Farmers, ranchers and processors must maintain their competitiveness within Canada’s economy. The carbon tax disproportionately affects them, despite their role as stewards of the land and an essential part of this nation.

Moreover, the sector plays a crucial role in preserving Canada’s environment and the fight against climate change. In fact, many farmers have been actively employing various carbon‑sequestration methods to enhance farmland productivity, protect the land and continue to produce the great food we all get to eat 365 days a year. Yet we continue to look only at the sector’s carbon footprint and not the contributions that farmers and producers make to return and sequester carbon and contribute to climate change mitigation.

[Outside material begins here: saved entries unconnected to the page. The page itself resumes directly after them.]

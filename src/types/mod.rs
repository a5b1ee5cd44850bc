//! Core type definitions for the trainer.
//!
//! This module contains the small domain types shared by every layer:
//! - Identity types (RunId)
//! - The action space (Action, ProtocolMap)

mod action;
mod run_id;

pub use action::{Action, ProtocolMap};
pub use run_id::RunId;
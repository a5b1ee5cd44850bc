//! Run artifacts: per-run history and per-model oracle snapshots.
//!
//! Layout under the storage root:
//!
//! ```text
//! history/<model>/<run_id>.json
//! models/<model>.json
//! models/<model>.<timestamp>.json   previous snapshot, kept when not resetting
//! ```
//!
//! Artifacts are only handed over after a successful run, so nothing here
//! ever sees a partial run. [`Persistence::save_run`] commits the history and
//! the model snapshot together: when the snapshot cannot be saved, the
//! history written just before it is discarded again.

use crate::config::StorageConfig;
use crate::episode::{Episode, EpisodeMode};
use crate::error::PersistenceError;
use crate::types::{ProtocolMap, RunId};
use async_trait::async_trait;
use chrono::{DateTime, Utc};
use serde::Serialize;
use std::fmt;
use std::path::{Path, PathBuf};
use tracing::{debug, info, warn};

/// Everything recorded about one train-then-test cycle.
#[derive(Debug, Clone, PartialEq, Serialize)]
pub struct RunHistory {
    pub run_id: RunId,
    pub model: String,
    /// Action index to protocol name mapping used for the run.
    pub protocols: ProtocolMap,
    pub created_at: DateTime<Utc>,
    pub episodes: Vec<Episode>,
}

impl RunHistory {
    /// Starts an empty history for `model`.
    #[must_use]
    pub fn new(model: impl Into<String>, protocols: ProtocolMap) -> Self {
        Self {
            run_id: RunId::new(),
            model: model.into(),
            protocols,
            created_at: Utc::now(),
            episodes: Vec::new(),
        }
    }

    /// Appends a sealed episode.
    pub fn push(&mut self, episode: Episode) {
        self.episodes.push(episode);
    }

    /// Mean per-step reward over the episodes of `mode`, if any transitions exist.
    #[must_use]
    pub fn mean_reward(&self, mode: EpisodeMode) -> Option<f64> {
        let (sum, count) = self
            .episodes
            .iter()
            .filter(|e| e.mode == mode)
            .fold((0.0, 0usize), |(sum, count), e| {
                (sum + e.cumulative_reward, count + e.transitions.len())
            });
        (count > 0).then(|| sum / count as f64)
    }

    /// Number of episodes that did not complete.
    #[must_use]
    pub fn failed_episodes(&self) -> usize {
        self.episodes.iter().filter(|e| !e.is_completed()).count()
    }
}

/// Storage for run artifacts.
#[async_trait]
pub trait Persistence: Send + Sync + fmt::Debug {
    /// Stores the history of a completed run.
    ///
    /// # Errors
    ///
    /// Returns an error if the history cannot be written.
    async fn save_history(&self, history: &RunHistory) -> Result<(), PersistenceError>;

    /// Stores the oracle snapshot for `model`.
    ///
    /// With `reset` false the previously saved snapshot is kept alongside.
    ///
    /// # Errors
    ///
    /// Returns an error if the snapshot cannot be written.
    async fn save_model(
        &self,
        model: &str,
        snapshot: &serde_json::Value,
        reset: bool,
    ) -> Result<(), PersistenceError>;

    /// Loads the latest snapshot for `model`.
    ///
    /// # Errors
    ///
    /// Returns `PersistenceError::not_found` if no snapshot was saved.
    async fn load_model(&self, model: &str) -> Result<serde_json::Value, PersistenceError>;

    /// Removes a history stored by `save_history`.
    ///
    /// # Errors
    ///
    /// Returns an error if the history exists but cannot be removed.
    async fn discard_history(&self, history: &RunHistory) -> Result<(), PersistenceError>;

    /// Stores a finished run: its history, then the model snapshot.
    ///
    /// Either both are stored or neither is.
    ///
    /// # Errors
    ///
    /// Returns the first save error. A history already written is discarded
    /// before returning.
    async fn save_run(
        &self,
        history: &RunHistory,
        snapshot: &serde_json::Value,
        reset: bool,
    ) -> Result<(), PersistenceError> {
        self.save_history(history).await?;
        if let Err(e) = self.save_model(&history.model, snapshot, reset).await {
            if let Err(discard) = self.discard_history(history).await {
                warn!(
                    model = %history.model,
                    run_id = %history.run_id,
                    error = %discard,
                    "could not discard history of unsaved run"
                );
            }
            return Err(e);
        }
        Ok(())
    }
}

/// JSON files under a storage root.
#[derive(Debug, Clone)]
pub struct FileStore {
    base_dir: PathBuf,
}

impl FileStore {
    /// Creates a store rooted at `base_dir`.
    #[must_use]
    pub fn new(base_dir: impl Into<PathBuf>) -> Self {
        Self {
            base_dir: base_dir.into(),
        }
    }

    /// Creates a store from configuration, defaulting to
    /// `~/.local/share/mimic-trainer`.
    ///
    /// # Errors
    ///
    /// Returns an error if no base directory is configured and the platform
    /// data directory cannot be determined.
    pub fn from_config(config: &StorageConfig) -> Result<Self, PersistenceError> {
        match &config.base_dir {
            Some(dir) => Ok(Self::new(dir)),
            None => dirs::data_local_dir()
                .map(|dir| Self::new(dir.join("mimic-trainer")))
                .ok_or_else(|| {
                    PersistenceError::io(
                        "~/.local/share",
                        "could not determine the data directory; set storage.base_dir",
                    )
                }),
        }
    }

    /// Storage root.
    #[must_use]
    pub fn base_dir(&self) -> &Path {
        &self.base_dir
    }

    /// Location of a run's history file.
    ///
    /// # Errors
    ///
    /// Returns an error if `model` is not usable as a file name.
    pub fn history_path(&self, model: &str, run_id: &RunId) -> Result<PathBuf, PersistenceError> {
        let model = checked_name(model)?;
        Ok(self
            .base_dir
            .join("history")
            .join(model)
            .join(format!("{run_id}.json")))
    }

    /// Location of a model's current snapshot.
    ///
    /// # Errors
    ///
    /// Returns an error if `model` is not usable as a file name.
    pub fn model_path(&self, model: &str) -> Result<PathBuf, PersistenceError> {
        let model = checked_name(model)?;
        Ok(self.base_dir.join("models").join(format!("{model}.json")))
    }
}

/// Whether `name` can be used as a single path component.
pub(crate) fn is_plain_file_name(name: &str) -> bool {
    !(name.is_empty() || name.starts_with('.') || name.contains('/') || name.contains('\\'))
}

fn checked_name(model: &str) -> Result<&str, PersistenceError> {
    if !is_plain_file_name(model) {
        return Err(PersistenceError::io(
            model,
            "model name must be a plain file name",
        ));
    }
    Ok(model)
}

async fn write_json(path: &Path, bytes: Vec<u8>) -> Result<(), PersistenceError> {
    if let Some(parent) = path.parent() {
        tokio::fs::create_dir_all(parent)
            .await
            .map_err(|e| PersistenceError::io(parent, e.to_string()))?;
    }
    let tmp = path.with_extension("json.tmp");
    tokio::fs::write(&tmp, bytes)
        .await
        .map_err(|e| PersistenceError::io(&tmp, e.to_string()))?;
    if let Err(e) = tokio::fs::rename(&tmp, path).await {
        let _ = tokio::fs::remove_file(&tmp).await;
        return Err(PersistenceError::io(path, e.to_string()));
    }
    Ok(())
}

#[async_trait]
impl Persistence for FileStore {
    async fn save_history(&self, history: &RunHistory) -> Result<(), PersistenceError> {
        let path = self.history_path(&history.model, &history.run_id)?;
        let bytes = serde_json::to_vec_pretty(history)
            .map_err(|e| PersistenceError::serialize(e.to_string()))?;
        write_json(&path, bytes).await?;
        info!(
            model = %history.model,
            run_id = %history.run_id,
            episodes = history.episodes.len(),
            path = %path.display(),
            "history saved"
        );
        Ok(())
    }

    async fn save_model(
        &self,
        model: &str,
        snapshot: &serde_json::Value,
        reset: bool,
    ) -> Result<(), PersistenceError> {
        let path = self.model_path(model)?;
        let bytes = serde_json::to_vec_pretty(snapshot)
            .map_err(|e| PersistenceError::serialize(e.to_string()))?;

        let mut backup = None;
        if !reset && tokio::fs::try_exists(&path).await.unwrap_or(false) {
            let stamp = Utc::now().format("%Y%m%dT%H%M%S%.3fZ");
            let kept = path.with_file_name(format!("{model}.{stamp}.json"));
            tokio::fs::rename(&path, &kept)
                .await
                .map_err(|e| PersistenceError::io(&kept, e.to_string()))?;
            debug!(model, backup = %kept.display(), "previous model kept");
            backup = Some(kept);
        }

        if let Err(e) = write_json(&path, bytes).await {
            if let Some(kept) = backup {
                if let Err(restore) = tokio::fs::rename(&kept, &path).await {
                    warn!(model, error = %restore, "could not put previous model back");
                }
            }
            return Err(e);
        }
        info!(model, reset, path = %path.display(), "model saved");
        Ok(())
    }

    async fn load_model(&self, model: &str) -> Result<serde_json::Value, PersistenceError> {
        let path = self.model_path(model)?;
        let bytes = match tokio::fs::read(&path).await {
            Ok(bytes) => bytes,
            Err(e) if e.kind() == std::io::ErrorKind::NotFound => {
                return Err(PersistenceError::not_found(model));
            }
            Err(e) => return Err(PersistenceError::io(&path, e.to_string())),
        };
        serde_json::from_slice(&bytes).map_err(|e| PersistenceError::serialize(e.to_string()))
    }

    async fn discard_history(&self, history: &RunHistory) -> Result<(), PersistenceError> {
        let path = self.history_path(&history.model, &history.run_id)?;
        match tokio::fs::remove_file(&path).await {
            Ok(()) => {
                info!(model = %history.model, run_id = %history.run_id, "history discarded");
                Ok(())
            }
            Err(e) if e.kind() == std::io::ErrorKind::NotFound => Ok(()),
            Err(e) => Err(PersistenceError::io(&path, e.to_string())),
        }
    }
}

In the Standing Senate Committee on Agriculture and Forestry, we have heard testimony that many in the agricultural sector are already actively engaged in the fight against climate change. For example, Paul Maurice, a farmer in Tiny, Ontario, said:

We run a 35,000-bird broiler operation. We also cash crop 900 acres of corn, soybeans, cereal grain and hay in Simcoe County, Ontario. I acknowledge that we are all part of the problem but we, in the agricultural sector, are doing our best to be part of the solution and not the culprit, as many would have us believe. The best management practices that we implement in our operations far outweigh the carbon footprint that so many believe we create. The sequestration of carbon within our crops, and subsequently into our soils, seems to be a story that is put aside. As farmers, we are always looking for production efficiencies to remain competitive in our domestic and global agricultural marketplace.

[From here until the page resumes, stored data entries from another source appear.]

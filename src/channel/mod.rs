//! Bidirectional channel to the kernel congestion-control module.
//!
//! The channel reads periodic statistics records and writes protocol-switch
//! commands. The production implementation speaks netlink ([`NetlinkChannel`]);
//! the training loop only depends on the [`KernelChannel`] trait.

mod record;

#[cfg(target_os = "linux")]
mod netlink;

pub use record::{decode_payload, StatField, StatRecord};

#[cfg(target_os = "linux")]
pub use netlink::NetlinkChannel;

use crate::error::ChannelError;
use crate::types::Action;
use async_trait::async_trait;
use std::time::Duration;

/// A channel to the kernel that is exclusively owned by one running model.
///
/// Opening is implementation-specific (see [`NetlinkChannel::open`]) and fails
/// with an unavailable error when the kernel endpoint cannot be reached.
#[async_trait]
pub trait KernelChannel: Send + std::fmt::Debug {
    /// Waits up to `timeout` for the next statistics record.
    ///
    /// Returns `Ok(None)` if the timeout elapsed without a record, which lets
    /// the caller keep its step cadence while the kernel is silent.
    ///
    /// # Errors
    ///
    /// Returns an unavailable error if the endpoint is gone, or a decode error
    /// for a single malformed record (the channel stays usable).
    async fn receive(&mut self, timeout: Duration) -> Result<Option<StatRecord>, ChannelError>;

    /// Issues a protocol-switch command.
    ///
    /// Fire-and-forget: the switch takes effect eventually, so the next few
    /// records may still reflect the previous protocol.
    ///
    /// # Errors
    ///
    /// Returns an error if the command could not be written.
    async fn send(&mut self, action: Action) -> Result<(), ChannelError>;

    /// Releases the channel. Idempotent and safe after partial failure.
    fn close(&mut self);
}
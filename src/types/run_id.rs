//! Run identifier type using TypeID format.
//!
//! RunId names one train-then-test cycle of one model. It is time-sortable,
//! so history files for a model list in the order they were produced.
//! Format: `run_01h455vb4pex5vsknk084sn02q`

use mti::prelude::*;
use serde::{Serialize, Serializer};
use std::fmt;

/// Identifier of one run, written into its history file name and body.
#[derive(Debug, Clone, PartialEq, Eq, Hash)]
pub struct RunId(MagicTypeId);

impl RunId {
    /// The TypeID prefix for run identifiers.
    pub const PREFIX: &'static str = "run";

    /// Creates a new run ID with a fresh UUIDv7.
    #[must_use]
    pub fn new() -> Self {
        Self(Self::PREFIX.create_type_id::<V7>())
    }
}

impl Default for RunId {
    fn default() -> Self {
        Self::new()
    }
}

impl fmt::Display for RunId {
    fn fmt(&self, f: &mut fmt::Formatter<'_>) -> fmt::Result {
        write!(f, "{}", self.0)
    }
}

impl Serialize for RunId {
    fn serialize<S>(&self, serializer: S) -> Result<S::Ok, S::Error>
    where
        S: Serializer,
    {
        serializer.collect_str(self)
    }
}

#[cfg(test)]
mod tests {
    use super::*;

    #[test]
    fn new_has_run_prefix() {
        assert!(RunId::new().to_string().starts_with("run_"));
    }

    #[test]
    fn ids_are_unique() {
        assert_ne!(RunId::new(), RunId::new());
    }

    #[test]
    fn serializes_as_display_string() {
        let id = RunId::new();
        assert_eq!(serde_json::to_string(&id).unwrap(), format!("\"{id}\""));
    }
}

As I’ve mentioned, farmers are finding carbon-reducing strategies and innovative new ways to produce food for Canada and the world. For example, carbon waste is being used to generate biofuels through the construction of things like anaerobic digesters. This innovation is being used by dairy farmers and others across the country, yet they are not being recognized for these innovations.

Farmers are progressive, determined and interested in engaging in innovative new technologies for the advancement of the industry. Farmers understand the importance of innovation and progressiveness in their fight against climate change. But this cannot be supported by limiting their fiscal capacities and forcing them to bear the burden of an unfair tax on their livelihoods.

Bill C-234, in its original state, offers a practical solution that would provide relief for farmers without compromising our environmental goals. This exemption would have had a significant positive impact on Canadian agriculture. It would have helped reduce input costs for farmers, thereby making it easier for them to invest in new technologies and infrastructure that will improve their efficiency and competitiveness — and lower their carbon footprint. It would also have encouraged the growth and development of the agriculture sector, which is essential for our country’s economic and social well-being, especially as our population continues to grow. We need farmers to be able to grow, innovate and expand to continue to feed Canadians and the world.

Furthermore, the exemption in the original bill would have been in line with this government’s commitment to support small businesses and rural communities. By exempting fuels used for farming, the government would be acknowledging the unique challenges faced by these groups and seen to be taking steps to address them. However, the current report before us, which removes exemptions for the heating and cooling of buildings, structures and greenhouses, threatens to undermine these objectives.

The bottom line is that it’s farmers who are being pinched. It’s farmers who are going into this winter and will be hundreds of thousands of dollars in the hole while trying to keep their farms and families afloat to feed you, me, our families and the world.

If a business owner’s bottom line is affected, he or she will do all they can to cut costs to prevent bankruptcy. How can we expect our farmers to see their costs increase and their bottom lines threatened without them passing along those cost increases to the consumer? Except farmers can’t do that, because they are price takers, not price makers.

Colleagues, I am sure you heard the announcement last week by the Prime Minister that they are doubling the pollution price rebate rural top-up rate and implementing a three-year pause to the federal carbon price on deliveries of heating oil in all jurisdictions where the federal fuel charge is in effect. As a senator who raises issues and concerns related to rural communities, I was very happy to hear this announcement and know it will help many rural Canadians as they struggle to pay their bills, heat their homes and put food on their tables.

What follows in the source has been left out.